Hosted by Sandra Tsing Loh, The Loh Down on Science is a fun way to get your daily dose of science plus a dash of humor in less than two minutes.
Hosted by Sandra Tsing Loh
Airs Weekdays 2:31, 3:31 and 5:49 a.m.


Where do skatebaords go after they can't be used anymore? Maybe, your backyard.

Where do skateboards go when they die?

This is Sandra Tsing Loh with the Loh Down on Science.

And on a fresh way of sticking together.

Anil Netravali, from Cornell University, made an ultra-strong natural glue by--among other things--adding nano-scale bits of clay to soybean protein. Then, using lasers and ion beams, he tinkered with different plant fibers to maximize how tightly they bind to the resin.

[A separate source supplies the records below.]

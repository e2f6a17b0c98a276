// This Source Code Form is subject to the terms of the Mozilla Public
// License, v. 2.0. If a copy of the MPL was not distributed with this
// file, You can obtain one at https://mozilla.org/MPL/2.0/.

//! Cubic array repeater: copies of an object on a regular 3D grid.
//!
//! Used for crystal matrices inside a detector block and for photomultiplier
//! layers. Copies are ordered with X varying fastest, then Y, then Z.

use std::fmt;

use nalgebra::{Point3, Rotation3, Vector3};

use crate::error::{ensure_finite, Error, Result};
use crate::placement::{ObjectHandle, Placement, PlacementSink};

/// Parameters of a cubic array repeater. Lengths are in millimetres.
#[derive(Debug, Clone, PartialEq)]
#[cfg_attr(feature = "serde", derive(serde::Serialize, serde::Deserialize))]
#[cfg_attr(feature = "serde", serde(default))]
pub struct CubicArrayRepeaterConfig {
    pub repeat_count_x: usize,
    pub repeat_count_y: usize,
    pub repeat_count_z: usize,
    /// Grid pitch along each axis.
    pub repeat_vector: Vector3<f64>,
    /// Centre the grid on the original position.
    pub auto_center: bool,
}

impl Default for CubicArrayRepeaterConfig {
    fn default() -> Self {
        Self {
            repeat_count_x: 1,
            repeat_count_y: 1,
            repeat_count_z: 1,
            repeat_vector: Vector3::zeros(),
            auto_center: true,
        }
    }
}

impl CubicArrayRepeaterConfig {
    pub fn validate(&self) -> Result<()> {
        check_count("repeat_count_x", self.repeat_count_x)?;
        check_count("repeat_count_y", self.repeat_count_y)?;
        check_count("repeat_count_z", self.repeat_count_z)?;
        check_vector(&self.repeat_vector)?;
        Ok(())
    }

    /// Total number of copies.
    pub fn total_count(&self) -> usize {
        self.repeat_count_x * self.repeat_count_y * self.repeat_count_z
    }
}

fn check_count(field: &'static str, count: usize) -> Result<usize> {
    if count == 0 {
        return Err(Error::InvalidArrayCount { field, count });
    }
    Ok(count)
}

fn check_vector(v: &Vector3<f64>) -> Result<Vector3<f64>> {
    for c in v.iter() {
        ensure_finite("repeat_vector", *c)?;
    }
    Ok(*v)
}

/// Repeats an object on a rectangular grid.
#[derive(Debug, Clone)]
pub struct CubicArrayRepeater {
    name: String,
    object: ObjectHandle,
    config: CubicArrayRepeaterConfig,
}

impl CubicArrayRepeater {
    pub fn new(
        name: impl Into<String>,
        object: ObjectHandle,
        config: CubicArrayRepeaterConfig,
    ) -> Result<Self> {
        config.validate()?;
        Ok(Self {
            name: name.into(),
            object,
            config,
        })
    }

    pub fn name(&self) -> &str {
        &self.name
    }

    pub fn object(&self) -> &ObjectHandle {
        &self.object
    }

    pub fn config(&self) -> &CubicArrayRepeaterConfig {
        &self.config
    }

    pub fn repeat_count_x(&self) -> usize {
        self.config.repeat_count_x
    }

    pub fn repeat_count_y(&self) -> usize {
        self.config.repeat_count_y
    }

    pub fn repeat_count_z(&self) -> usize {
        self.config.repeat_count_z
    }

    pub fn repeat_vector(&self) -> &Vector3<f64> {
        &self.config.repeat_vector
    }

    pub fn auto_center(&self) -> bool {
        self.config.auto_center
    }

    pub fn set_repeat_count_x(&mut self, count: usize) -> Result<()> {
        self.config.repeat_count_x = check_count("repeat_count_x", count)?;
        Ok(())
    }

    pub fn set_repeat_count_y(&mut self, count: usize) -> Result<()> {
        self.config.repeat_count_y = check_count("repeat_count_y", count)?;
        Ok(())
    }

    pub fn set_repeat_count_z(&mut self, count: usize) -> Result<()> {
        self.config.repeat_count_z = check_count("repeat_count_z", count)?;
        Ok(())
    }

    pub fn set_repeat_vector(&mut self, vector: Vector3<f64>) -> Result<()> {
        self.config.repeat_vector = check_vector(&vector)?;
        Ok(())
    }

    pub fn set_auto_center(&mut self, on: bool) {
        self.config.auto_center = on;
    }

    /// Appends one placement per grid cell to `sink`, X fastest.
    /// Orientation is unchanged.
    pub fn push_placements(
        &self,
        rotation: &Rotation3<f64>,
        position: &Point3<f64>,
        _time: f64,
        sink: &mut dyn PlacementSink,
    ) {
        let cfg = &self.config;
        let counts = Vector3::new(
            cfg.repeat_count_x as f64,
            cfg.repeat_count_y as f64,
            cfg.repeat_count_z as f64,
        );
        let first = if cfg.auto_center {
            (counts - Vector3::repeat(1.0)) * -0.5
        } else {
            Vector3::zeros()
        };

        let mut index = 0;
        for k in 0..cfg.repeat_count_z {
            for j in 0..cfg.repeat_count_y {
                for i in 0..cfg.repeat_count_x {
                    let cell = first + Vector3::new(i as f64, j as f64, k as f64);
                    let offset = cell.component_mul(&cfg.repeat_vector);
                    sink.append(Placement::new(*rotation, position + offset, index));
                    index += 1;
                }
            }
        }

        tracing::debug!(
            repeater = %self.name,
            object = %self.object,
            emitted = index,
            "Cubic array placements pushed"
        );
    }

    pub fn describe(&self, indent: usize, out: &mut dyn fmt::Write) -> fmt::Result {
        let cfg = &self.config;
        let pad = "  ".repeat(indent);
        writeln!(out, "{pad}Repeater type:          cubicArray ({})", self.name)?;
        writeln!(out, "{pad}Repeated object:        {}", self.object)?;
        writeln!(
            out,
            "{pad}Nb of copies:           {} x {} x {}",
            cfg.repeat_count_x, cfg.repeat_count_y, cfg.repeat_count_z
        )?;
        let v = &cfg.repeat_vector;
        writeln!(out, "{pad}Repetition vector:      ({}, {}, {}) mm", v.x, v.y, v.z)?;
        writeln!(
            out,
            "{pad}Centering:              {}",
            if cfg.auto_center { "on" } else { "off" }
        )
    }
}

#[cfg(test)]
mod tests {
    use super::*;
    use approx::assert_relative_eq;

    fn crystals(x: usize, y: usize, z: usize, auto_center: bool) -> CubicArrayRepeater {
        let config = CubicArrayRepeaterConfig {
            repeat_count_x: x,
            repeat_count_y: y,
            repeat_count_z: z,
            repeat_vector: Vector3::new(1.0, 4.61, 4.85),
            auto_center,
        };
        CubicArrayRepeater::new("crystal", ObjectHandle::new("crystal"), config).unwrap()
    }

    fn push(repeater: &CubicArrayRepeater) -> Vec<Placement> {
        let mut out = Vec::new();
        repeater.push_placements(&Rotation3::identity(), &Point3::origin(), 0.0, &mut out);
        out
    }

    #[test]
    fn x_varies_fastest() {
        let out = push(&crystals(2, 2, 2, false));
        assert_eq!(out.len(), 8);

        let cells: Vec<(f64, f64, f64)> = out
            .iter()
            .map(|p| (p.position.x, p.position.y / 4.61, p.position.z / 4.85))
            .collect();
        let expected = [
            (0.0, 0.0, 0.0),
            (1.0, 0.0, 0.0),
            (0.0, 1.0, 0.0),
            (1.0, 1.0, 0.0),
            (0.0, 0.0, 1.0),
            (1.0, 0.0, 1.0),
            (0.0, 1.0, 1.0),
            (1.0, 1.0, 1.0),
        ];
        for (c, e) in cells.iter().zip(expected) {
            assert_relative_eq!(c.0, e.0, epsilon = 1e-12);
            assert_relative_eq!(c.1, e.1, epsilon = 1e-12);
            assert_relative_eq!(c.2, e.2, epsilon = 1e-12);
        }

        let indices: Vec<usize> = out.iter().map(|p| p.source_index).collect();
        assert_eq!(indices, (0..8).collect::<Vec<_>>());
    }

    #[test]
    fn centred_grid_is_symmetric() {
        let out = push(&crystals(1, 8, 8, true));
        assert_eq!(out.len(), 64);

        let centroid = out
            .iter()
            .fold(Vector3::zeros(), |acc, p| acc + p.position.coords)
            / out.len() as f64;
        assert_relative_eq!(centroid, Vector3::zeros(), epsilon = 1e-12);

        assert_relative_eq!(out[0].position.y, -3.5 * 4.61, epsilon = 1e-12);
        assert_relative_eq!(out[63].position.z, 3.5 * 4.85, epsilon = 1e-12);
        assert!(out.iter().all(|p| p.position.x == 0.0));
    }

    #[test]
    fn orientation_is_kept() {
        let rotation = Rotation3::from_euler_angles(0.3, 0.0, 1.2);
        let mut out = Vec::new();
        crystals(2, 1, 3, true).push_placements(&rotation, &Point3::new(5.0, 0.0, 0.0), 0.0, &mut out);
        assert!(out.iter().all(|p| p.orientation == rotation));
    }

    #[test]
    fn zero_count_names_the_axis() {
        let config = CubicArrayRepeaterConfig {
            repeat_count_y: 0,
            ..Default::default()
        };
        let err = CubicArrayRepeater::new("crystal", ObjectHandle::new("crystal"), config).unwrap_err();
        assert_eq!(err.field(), "repeat_count_y");

        let mut repeater = crystals(1, 2, 2, true);
        assert_eq!(
            repeater.set_repeat_count_z(0),
            Err(Error::InvalidArrayCount {
                field: "repeat_count_z",
                count: 0
            })
        );
        assert_eq!(repeater.repeat_count_z(), 2);
    }

    #[test]
    fn describe_lists_grid() {
        let mut text = String::new();
        crystals(1, 2, 2, true).describe(0, &mut text).unwrap();
        assert!(text.contains("cubicArray (crystal)"));
        assert!(text.contains("Nb of copies:           1 x 2 x 2"));
    }
}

The result: Material as strong as Kevlar but as biodegradable as a banana. It could replace the petroleum-based composites used in everything from sports gear to spaceships.

He's already helping to build Comet brand Skateboards. Their COSMIC SHRED design is a bamboo core sandwiched between four sheets of maple. Each layer is smothered in Netravali's soy resin, and reinforced with hemp fiber. Smokin'.

Other composite glues leak toxins like formaldehyde into the air and soil. These boards, they're like totally organic.

Thrashed boards can be safely buried in the backyard. . . or, better still, ground into compost. . . from which a whole new crop of skateboards can grow.

It's the circle of life. Dude. Man. Circle of life.